When I first started this Blog I vowed my readers would never know I was a SF Giants fan and that I was a “girl”! Not that there’s anything wrong with either of these things, but I didn’t want to limit or define this blog as being “just” for Giants fans or specifically for women. Several months ago I placed a Facebook Ad for my Blog to see what my demographics were. The results were interesting and here’s what I found;
First, the majority of my readers lived in cities that have a Major League Baseball Team. Probably not so surprising, since they get the most exposure to the game through the media and also are surrounded by the hype on a regular basis.

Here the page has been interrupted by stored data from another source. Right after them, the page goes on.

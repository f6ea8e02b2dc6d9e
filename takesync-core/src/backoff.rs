//! Reconnect backoff and adaptive probe cadence.

use serde::{Deserialize, Serialize};
use std::time::Duration;

/// Growth factor shared by every backoff in the bridge.
pub const BACKOFF_FACTOR: f64 = 1.5;

// =============================================================================
// Reconnect Policy
// =============================================================================

/// Exponential backoff with a cap and a hard attempt budget.
///
/// For attempt `n` (1-indexed): `delay = min(base × factor^(n−1), cap)`.
#[derive(Debug, Clone, Copy, PartialEq, Serialize, Deserialize)]
pub struct ReconnectPolicy {
    pub base: Duration,
    pub factor: f64,
    pub cap: Duration,
    pub max_attempts: u32,
}

impl Default for ReconnectPolicy {
    fn default() -> Self {
        ReconnectPolicy {
            base: Duration::from_secs(1),
            factor: BACKOFF_FACTOR,
            cap: Duration::from_secs(15),
            max_attempts: 10,
        }
    }
}

impl ReconnectPolicy {
    /// Delay to wait after failed attempt `attempt` (1-indexed).
    pub fn delay(&self, attempt: u32) -> Duration {
        let exponent = attempt.saturating_sub(1).min(i32::MAX as u32) as i32;
        let secs = self.base.as_secs_f64() * self.factor.powi(exponent);
        if !secs.is_finite() || secs >= self.cap.as_secs_f64() {
            return self.cap;
        }
        Duration::try_from_secs_f64(secs).unwrap_or(self.cap)
    }

    /// Reject policies that cannot produce a growing, finite cycle.
    pub fn validate(&self) -> Result<(), &'static str> {
        if self.base.is_zero() {
            return Err("reconnect base delay must be positive");
        }
        if !(self.factor.is_finite() && self.factor >= 1.0) {
            return Err("reconnect factor must be at least 1");
        }
        if self.cap < self.base {
            return Err("reconnect cap must not be below the base delay");
        }
        if self.max_attempts == 0 {
            return Err("reconnect needs at least one attempt");
        }
        Ok(())
    }

    /// All delays of one reconnect cycle, in order.
    pub fn delays(&self) -> impl Iterator<Item = Duration> + '_ {
        (1..=self.max_attempts).map(|n| self.delay(n))
    }
}

// =============================================================================
// Adaptive Interval
// =============================================================================

/// Probe interval that slows down while a probe keeps failing.
///
/// Once more than `threshold` consecutive failures were seen, every further
/// failure multiplies the interval by `factor` up to `max`. One success snaps
/// it back to `base`.
#[derive(Debug, Clone, Copy, PartialEq)]
pub struct AdaptiveInterval {
    base: Duration,
    max: Duration,
    factor: f64,
    threshold: u32,
    current: Duration,
    failures: u32,
}

impl AdaptiveInterval {
    pub fn new(base: Duration, max: Duration) -> Self {
        AdaptiveInterval {
            base,
            max,
            factor: BACKOFF_FACTOR,
            threshold: 0,
            current: base,
            failures: 0,
        }
    }

    /// Tolerate this many consecutive failures before slowing down.
    pub fn with_threshold(mut self, threshold: u32) -> Self {
        self.threshold = threshold;
        self
    }

    pub fn current(&self) -> Duration {
        self.current
    }

    pub fn failures(&self) -> u32 {
        self.failures
    }

    /// Record a failed probe and return the interval until the next one.
    pub fn failure(&mut self) -> Duration {
        self.failures = self.failures.saturating_add(1);
        if self.failures > self.threshold {
            let next = self.current.as_secs_f64() * self.factor;
            self.current = Duration::from_secs_f64(next.min(self.max.as_secs_f64()));
        }
        self.current
    }

    /// Record a successful probe and return the interval until the next one.
    pub fn success(&mut self) -> Duration {
        self.failures = 0;
        self.current = self.base;
        self.current
    }
}

#[cfg(test)]
mod tests {
    use super::*;

    #[test]
    fn test_default_policy_sequence() {
        let policy = ReconnectPolicy::default();
        let delays: Vec<Duration> = policy.delays().collect();
        assert_eq!(
            delays,
            vec![
                Duration::from_millis(1000),
                Duration::from_millis(1500),
                Duration::from_millis(2250),
                Duration::from_millis(3375),
                Duration::from_micros(5_062_500),
                Duration::from_micros(7_593_750),
                Duration::from_micros(11_390_625),
                Duration::from_secs(15),
                Duration::from_secs(15),
                Duration::from_secs(15),
            ]
        );
    }

    #[test]
    fn test_bad_factor_never_yields_a_negative_delay() {
        let policy = ReconnectPolicy {
            factor: -2.0,
            ..ReconnectPolicy::default()
        };
        assert_eq!(policy.delay(1), Duration::from_secs(1));
        assert_eq!(policy.delay(2), policy.cap);
        assert!(policy.validate().is_err());
    }

    #[test]
    fn test_validate() {
        assert!(ReconnectPolicy::default().validate().is_ok());
        let zero_attempts = ReconnectPolicy {
            max_attempts: 0,
            ..ReconnectPolicy::default()
        };
        assert!(zero_attempts.validate().is_err());
        let no_base = ReconnectPolicy {
            base: Duration::ZERO,
            ..ReconnectPolicy::default()
        };
        assert!(no_base.validate().is_err());
    }

    #[test]
    fn test_policy_huge_attempt_is_capped() {
        let policy = ReconnectPolicy::default();
        assert_eq!(policy.delay(10_000), Duration::from_secs(15));
        assert_eq!(policy.delay(0), Duration::from_secs(1));
    }

    #[test]
    fn test_process_probe_backs_off_immediately() {
        let mut probe = AdaptiveInterval::new(Duration::from_secs(2), Duration::from_secs(5));
        assert_eq!(probe.failure(), Duration::from_secs(3));
        assert_eq!(probe.failure(), Duration::from_millis(4500));
        assert_eq!(probe.failure(), Duration::from_secs(5));
        assert_eq!(probe.failure(), Duration::from_secs(5));
        assert_eq!(probe.success(), Duration::from_secs(2));
    }

    #[test]
    fn test_api_probe_tolerates_threshold() {
        let mut probe = AdaptiveInterval::new(Duration::from_secs(1), Duration::from_secs(5))
            .with_threshold(5);
        for _ in 0..5 {
            assert_eq!(probe.failure(), Duration::from_secs(1));
        }
        assert_eq!(probe.failure(), Duration::from_millis(1500));
        assert_eq!(probe.failures(), 6);
        assert_eq!(probe.success(), Duration::from_secs(1));
        assert_eq!(probe.failures(), 0);
    }
}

Second, the average age group was 35-44. This was a little surprising, since I believed baseball fans would have been comprised of, maybe, 55 – 70 year olds and didn’t think the younger crowds really “appreciated” what the old fogies knew and understood from the good old days!
Third, and this was the real surprise ! GFBB’s readers were 51% Male and 49% Female! I was positive I was writing for a predominantly male audience, I mean by probably 80%! This was a surprise folks. It doesn’t change what I write, but it just goes to show how stereotypes can enter into it, and now I don’t try to hide the fact that I’m a woman – a (shudder) “baseball babe” I’ve been called- and a San Francisco Giants fan.

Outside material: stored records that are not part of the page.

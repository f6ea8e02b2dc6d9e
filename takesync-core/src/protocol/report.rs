//! Parsing of the multi-line reports a recorder sends back.

use serde::{Deserialize, Serialize};
use std::collections::BTreeMap;

use super::{ReplyClass, Response};
use crate::error::ProtocolError;

/// Transport status value reported while a recorder is recording.
pub const STATUS_RECORD: &str = "record";

// =============================================================================
// Welcome banner
// =============================================================================

/// Identity reported in the `500 connection info:` banner.
#[derive(Debug, Clone, Default, PartialEq, Eq, Serialize, Deserialize)]
pub struct DeviceInfo {
    pub model: Option<String>,
    pub protocol_version: Option<String>,
}

/// Validate the welcome banner. Anything but a 5xx banner is refused.
pub fn parse_welcome(response: &Response) -> Result<DeviceInfo, ProtocolError> {
    if response.class() != ReplyClass::Notification {
        return Err(ProtocolError::BadWelcome(response.to_string()));
    }
    Ok(DeviceInfo {
        model: response.field("model").map(str::to_string),
        protocol_version: response.field("protocol version").map(str::to_string),
    })
}

// =============================================================================
// Transport info
// =============================================================================

/// Body of a `208 transport info:` reply or `508 transport info:` push.
#[derive(Debug, Clone, Default, PartialEq, Eq, Serialize, Deserialize)]
pub struct TransportInfo {
    pub fields: BTreeMap<String, String>,
}

impl TransportInfo {
    pub fn from_response(response: &Response) -> Self {
        TransportInfo {
            fields: response
                .fields()
                .map(|(k, v)| (k.to_string(), v.to_string()))
                .collect(),
        }
    }

    pub fn status(&self) -> Option<&str> {
        self.fields.get("status").map(String::as_str)
    }

    pub fn is_recording(&self) -> bool {
        self.status() == Some(STATUS_RECORD)
    }
}

/// True when a reply carries transport info, either as answer or as push.
pub fn is_transport_info(response: &Response) -> bool {
    matches!(response.code, 208 | 508)
}

// =============================================================================
// Clips
// =============================================================================

/// One entry of a `205 clips info:` listing.
#[derive(Debug, Clone, PartialEq, Eq, Serialize, Deserialize)]
pub struct Clip {
    pub id: u32,
    pub name: String,
    pub timecode: String,
    pub duration: String,
}

impl Clip {
    /// Parse `"<id>: <name...> <timecode> <duration>"`. Names may contain spaces.
    pub fn parse(line: &str) -> Result<Clip, ProtocolError> {
        let malformed = || ProtocolError::MalformedClip(line.to_string());

        let (id, rest) = line.split_once(':').ok_or_else(malformed)?;
        let id: u32 = id.trim().parse().map_err(|_| malformed())?;

        let mut parts: Vec<&str> = rest.split_whitespace().collect();
        if parts.len() < 3 {
            return Err(malformed());
        }
        let duration = parts.pop().ok_or_else(malformed)?.to_string();
        let timecode = parts.pop().ok_or_else(malformed)?.to_string();

        Ok(Clip {
            id,
            name: parts.join(" "),
            timecode,
            duration,
        })
    }
}

/// Parse every clip line of a listing, skipping the `clip count:` header.
pub fn parse_clips(response: &Response) -> Result<Vec<Clip>, ProtocolError> {
    response
        .lines
        .iter()
        .filter(|l| !l.trim_start().starts_with("clip count"))
        .filter(|l| !l.trim().is_empty())
        .map(|l| Clip::parse(l))
        .collect()
}

#[cfg(test)]
mod tests {
    use super::*;
    use crate::protocol::ResponseAssembler;

    fn assemble(lines: &[&str]) -> Response {
        let mut a = ResponseAssembler::new();
        for line in lines {
            if let Some(r) = a.push(line).unwrap() {
                return r;
            }
        }
        panic!("incomplete reply");
    }

    #[test]
    fn test_welcome() {
        let r = assemble(&[
            "500 connection info:",
            "protocol version: 1.11",
            "model: HyperDeck Studio HD Plus",
            "",
        ]);
        let info = parse_welcome(&r).unwrap();
        assert_eq!(info.model.as_deref(), Some("HyperDeck Studio HD Plus"));
        assert_eq!(info.protocol_version.as_deref(), Some("1.11"));
    }

    #[test]
    fn test_welcome_rejects_other_bands() {
        let r = assemble(&["200 ok"]);
        assert!(matches!(parse_welcome(&r), Err(ProtocolError::BadWelcome(_))));
        let r = assemble(&["120 connection rejected"]);
        assert!(parse_welcome(&r).is_err());
    }

    #[test]
    fn test_transport_info_recording() {
        let r = assemble(&["208 transport info:", "status: record", "speed: 0", ""]);
        let info = TransportInfo::from_response(&r);
        assert!(is_transport_info(&r));
        assert!(info.is_recording());
        assert_eq!(info.fields.get("speed").map(String::as_str), Some("0"));

        let r = assemble(&["508 transport info:", "status: stopped", ""]);
        assert!(is_transport_info(&r));
        assert!(!TransportInfo::from_response(&r).is_recording());
    }

    #[test]
    fn test_clip_listing() {
        let r = assemble(&[
            "205 clips info:",
            "clip count: 2",
            "1: Take_001.mov 00:00:00:00 00:00:12:10",
            "2: Warm up take.mov 01:00:00:00 00:02:00:00",
            "",
        ]);
        let clips = parse_clips(&r).unwrap();
        assert_eq!(clips.len(), 2);
        assert_eq!(clips[0].id, 1);
        assert_eq!(clips[0].name, "Take_001.mov");
        assert_eq!(clips[1].name, "Warm up take.mov");
        assert_eq!(clips[1].timecode, "01:00:00:00");
        assert_eq!(clips[1].duration, "00:02:00:00");
    }

    #[test]
    fn test_malformed_clip() {
        assert!(Clip::parse("x: a b c").is_err());
        assert!(Clip::parse("3: 00:00:00:00").is_err());
        assert!(Clip::parse("no colon here").is_err());
    }
}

Bill Veeck once said it’s impossible to be a baseball fan and not have loyalties to a specific team. And I think he’s probably right. So I write a 2nd Blog http://www.yardbarker.com/users/infieldrules , called “Infield Rules” where I mostly post about the San Francisco Giants.
But this Blog is my favorite and it’s because it’s about the game of baseball in general and I can honestly say, even though I have a favorite team, I like a good game and if it means the other team wins, so be it. I remember when I went to my first World Series. It was the opening game in Anaheim between the SF Giants and Anaheim Angels and it was perfect! Jason Schmidt, local boy from my old stomping grounds in Longview, WA, was the pitcher and we had great seats about 20 rows up from the 3rd base line. Barry Bonds hit a home run and Jason Schmidt was the winning pitcher. But the Angels made some outstanding plays in that game and I was yelling and cheering for those guys (maybe not quite as loud as for the Giants) because I appreciated the effort and skill involved in those plays, no matter who made them.
Anyhow, I’ve been going nuts since the Giants clinched the Division yesterday and plan on posting about each of the playoff teams in the next few weeks, but because of time constraints I hope you’ll indulge me a little as I repost an article from one of my favorite bloggers yesterday, who said almost exactly what I wanted to say regarding the Giants. I’ve posted the same article on “Infield Rules”.
October 3, 2010″ http://remember51.blogspot.com
In June, if you would have told me the Giants would be NL West Champs, I would have laughed. Not because I didn’t believe, but because it just didn’t seem possible. Not with Aaron Rowand patrolling center field. Not with Bengie Molina playing catcher. Not with Freddy Sanchez on the disabled list and Edgar Renteria rotating between shortstop and the disabled list.
But it happened…and what can I say. I couldn’t be more shocked and happy as a Giants fan.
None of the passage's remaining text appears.